The lock – which ensures the state pension goes up at either 2.5 per cent, the rate of inflation, or average earnings, whichever is higher – is bad policy. It is universal, it is tipped towards the most extravagant uprating, and it ignores the wider context of the UK’s economic demography.
The triple lock’s flaws have been thrown into greater light by the pandemic – which hit younger workers, without a home and often in lower-paid work, far harder than those up the age or income ladder. In 2021, the average house ‘earnt’ more than the average British worker.
That is nonsensical – bad for growth, bad for Britain, bad for those who believe in the basic tenet of capitalism that work pays. It is absurd that the government would uprate the pensions of a generation who mostly already own property instead of cutting taxes on those at the bottom end of the income scale who don’t.
Pensions triple lock
As we enter the second age of austerity, it is only right that it falls across all areas of day-to-day spending. The triple lock is a bind – it was designed poorly, and nobody involved in its conception ever conceived of a world in which we had inflation tipping 10 per cent. In these extraordinary circumstances, extraordinary action is required.

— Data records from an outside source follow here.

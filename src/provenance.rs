//! Per-triple provenance ("sources": dataset hash, graph name, quad index —
//! spec.md §3, "Triple keys") and the machinery for checking a pattern's
//! optional ground graph terms against it.
//!
//! Decoding a triple's full source list is the one place this crate looks
//! past hexastore keys into their values; everything else about ingest
//! (writing it, content-addressing the dataset) is out of scope.

use crate::dictionary::Dictionary;
use crate::hexastore::{Hexastore, Permutation};
use crate::id::Id;
use crate::kv::{KvError, KvStore};
use crate::term::DatasetId;

#[derive(Clone, Debug, PartialEq, Eq)]
pub struct Source {
    pub dataset: DatasetId,
    pub graph: Option<String>,
    pub quad_index: u64,
}

pub fn encode_sources(sources: &[Source]) -> Vec<u8> {
    let mut out = Vec::new();
    out.extend_from_slice(&(sources.len() as u32).to_be_bytes());
    for source in sources {
        out.extend_from_slice(&source.dataset.0);
        match &source.graph {
            Some(graph) => {
                out.extend_from_slice(&(graph.len() as u32).to_be_bytes());
                out.extend_from_slice(graph.as_bytes());
            }
            None => out.extend_from_slice(&u32::MAX.to_be_bytes()),
        }
        out.extend_from_slice(&source.quad_index.to_be_bytes());
    }
    out
}

pub fn decode_sources(bytes: &[u8]) -> Vec<Source> {
    if bytes.len() < 4 {
        return Vec::new();
    }
    let mut cursor = 4;
    let count = u32::from_be_bytes(bytes[0..4].try_into().unwrap()) as usize;
    let mut sources = Vec::with_capacity(count);
    for _ in 0..count {
        if bytes.len() < cursor + 32 + 4 {
            break;
        }
        let mut dataset_bytes = [0u8; 32];
        dataset_bytes.copy_from_slice(&bytes[cursor..cursor + 32]);
        cursor += 32;

        let len = u32::from_be_bytes(bytes[cursor..cursor + 4].try_into().unwrap());
        cursor += 4;
        let graph = if len == u32::MAX {
            None
        } else {
            let len = len as usize;
            if bytes.len() < cursor + len {
                break;
            }
            let graph = String::from_utf8_lossy(&bytes[cursor..cursor + len]).into_owned();
            cursor += len;
            Some(graph)
        };

        if bytes.len() < cursor + 8 {
            break;
        }
        let quad_index = u64::from_be_bytes(bytes[cursor..cursor + 8].try_into().unwrap());
        cursor += 8;

        sources.push(Source {
            dataset: DatasetId::from_bytes(dataset_bytes),
            graph,
            quad_index,
        });
    }
    sources
}

impl<'a, K: KvStore + ?Sized> Hexastore<'a, K> {
    /// The full source list recorded for the ground triple `(s, p, o)`.
    pub fn sources(&self, s: Id, p: Id, o: Id) -> Result<Vec<Source>, KvError> {
        let key = crate::hexastore::spo_key(s, p, o);
        Ok(self
            .raw_get(&key)?
            .map(|bytes| decode_sources(&bytes))
            .unwrap_or_default())
    }

    fn raw_get(&self, key: &[u8]) -> Result<Option<Vec<u8>>, KvError> {
        self.kv_ref().get(key)
    }
}

/// Which side of a quad's term a resolvable value comes from: a ground
/// identifier fixed at build time, or a variable's binding at solve time.
#[derive(Clone, Debug)]
pub enum Resolvable {
    Ground(Id),
    Variable(String),
}

/// What a pattern quad requires of the graph its matching triple came from.
#[derive(Clone, Debug)]
pub enum GraphExpectation {
    None,
    Ground(String),
    /// Only satisfiable when `name` is also bound via some subject/
    /// predicate/object position elsewhere in the pattern — a graph-only
    /// variable has no hexastore keyspace to be driven by (see module docs
    /// and DESIGN.md).
    Variable(String),
}

/// One pattern quad's graph-membership obligation, checked once a full
/// solution is assigned.
#[derive(Clone, Debug)]
pub struct GraphCheck {
    pub subject: Resolvable,
    pub predicate: Resolvable,
    pub object: Resolvable,
    pub graph: GraphExpectation,
    pub permutation: Permutation,
}

impl Resolvable {
    fn current(&self, binding: &impl Fn(&str) -> Option<Id>) -> Option<Id> {
        match self {
            Resolvable::Ground(id) => Some(*id),
            Resolvable::Variable(name) => binding(name),
        }
    }
}

impl GraphCheck {
    pub fn is_required(&self) -> bool {
        !matches!(self.graph, GraphExpectation::None)
    }

    /// Verifies this quad's graph obligation against a fully-resolved
    /// triple. `binding` resolves a variable name to its currently-assigned
    /// identifier; it is only ever consulted for variables, never for a
    /// ground [`Resolvable`].
    pub fn evaluate<K, D>(&self, hx: &Hexastore<K>, dict: &D, binding: impl Fn(&str) -> Option<Id>) -> Result<bool, KvError>
    where
        K: KvStore + ?Sized,
        D: Dictionary,
    {
        if !self.is_required() {
            return Ok(true);
        }
        let (Some(s), Some(p), Some(o)) = (
            self.subject.current(&binding),
            self.predicate.current(&binding),
            self.object.current(&binding),
        ) else {
            return Ok(false);
        };
        let sources = hx.sources(s, p, o)?;
        match &self.graph {
            GraphExpectation::None => Ok(true),
            GraphExpectation::Ground(name) => Ok(sources.iter().any(|src| src.graph.as_deref() == Some(name.as_str()))),
            GraphExpectation::Variable(var_name) => {
                let Some(id) = binding(var_name) else {
                    return Ok(false);
                };
                let Some(term) = dict.resolve(id)? else {
                    return Ok(false);
                };
                let text = term.text().to_string();
                Ok(sources.iter().any(|src| src.graph.as_deref() == Some(text.as_str())))
            }
        }
    }
}

#[cfg(test)]
mod tests {
    use super::*;

    #[test]
    fn source_round_trips_through_encoding() {
        let sources = vec![
            Source {
                dataset: DatasetId::of(b"ds-a"),
                graph: Some("http://example.com/g1".to_string()),
                quad_index: 3,
            },
            Source {
                dataset: DatasetId::of(b"ds-b"),
                graph: None,
                quad_index: 0,
            },
        ];
        let bytes = encode_sources(&sources);
        assert_eq!(decode_sources(&bytes), sources);
    }

    #[test]
    fn decode_truncated_bytes_is_empty() {
        assert!(decode_sources(&[1, 2]).is_empty());
    }
}
//! A [`Variable`] owns the constraint sets a pattern's blank-node label
//! compiles into, plus (once a query is solving) its current binding and
//! candidate stream (spec.md §3, "Variable").

use std::collections::BTreeMap;

use crate::constraint::Constraint;
use crate::hexastore::ReflexivePlace;
use crate::id::Id;

#[derive(Clone, Debug)]
pub struct ZeroDegreeConstraint {
    pub place: ReflexivePlace,
    pub constraint: Constraint,
}

#[derive(Debug, Default)]
pub struct Variable {
    pub name: String,
    /// Triples where this variable is the only unknown.
    pub first_degree: Vec<Constraint>,
    /// Triples where this variable occupies two positions at once.
    pub zero_degree: Vec<ZeroDegreeConstraint>,
    /// Triples shared with exactly one other variable, keyed by that
    /// co-variable's name.
    pub second_degree: BTreeMap<String, Vec<Constraint>>,
    /// The cardinality estimate computed by [`crate::scorer`]; smaller is
    /// tighter and sorts earlier.
    pub score: u64,
    /// Set once this variable is bound during solving.
    pub current: Option<Id>,
}

impl Variable {
    pub fn new(name: impl Into<String>) -> Self {
        Variable {
            name: name.into(),
            first_degree: Vec::new(),
            zero_degree: Vec::new(),
            second_degree: BTreeMap::new(),
            score: 0,
            current: None,
        }
    }

    pub fn has_ground_anchor(&self) -> bool {
        !self.first_degree.is_empty() || !self.zero_degree.is_empty()
    }

    /// Pushes `constraint` onto the first-degree set if an equivalent
    /// `(permutation, m, n)` constraint isn't already present, implementing
    /// spec.md §4.1's "keyed by the concatenation of the two ground term
    /// names (for deduplication)" — ground term names map one-to-one onto
    /// dictionary identifiers, so deduplicating on the resolved ids is
    /// equivalent and avoids threading the original names through.
    pub fn push_first_degree(&mut self, constraint: Constraint) {
        let duplicate = self
            .first_degree
            .iter()
            .any(|c| c.permutation == constraint.permutation && c.m == constraint.m && c.n == constraint.n);
        if !duplicate {
            self.first_degree.push(constraint);
        }
    }

    pub fn push_second_degree(&mut self, co_variable: impl Into<String>, constraint: Constraint) -> usize {
        let entry = self.second_degree.entry(co_variable.into()).or_default();
        entry.push(constraint);
        entry.len() - 1
    }
}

It should not be beyond the wit of our civil service to concoct a scheme which ensures those who need the pension uprating the most are able to receive the cash that they have expected their whole lives. Clearly, those individuals deserve support, not least in an energy crisis.
But the triple lock is a blunt tool, and a costly one at that. If getting rid of it is the Truss government’s only achievement, it may not have been a total waste.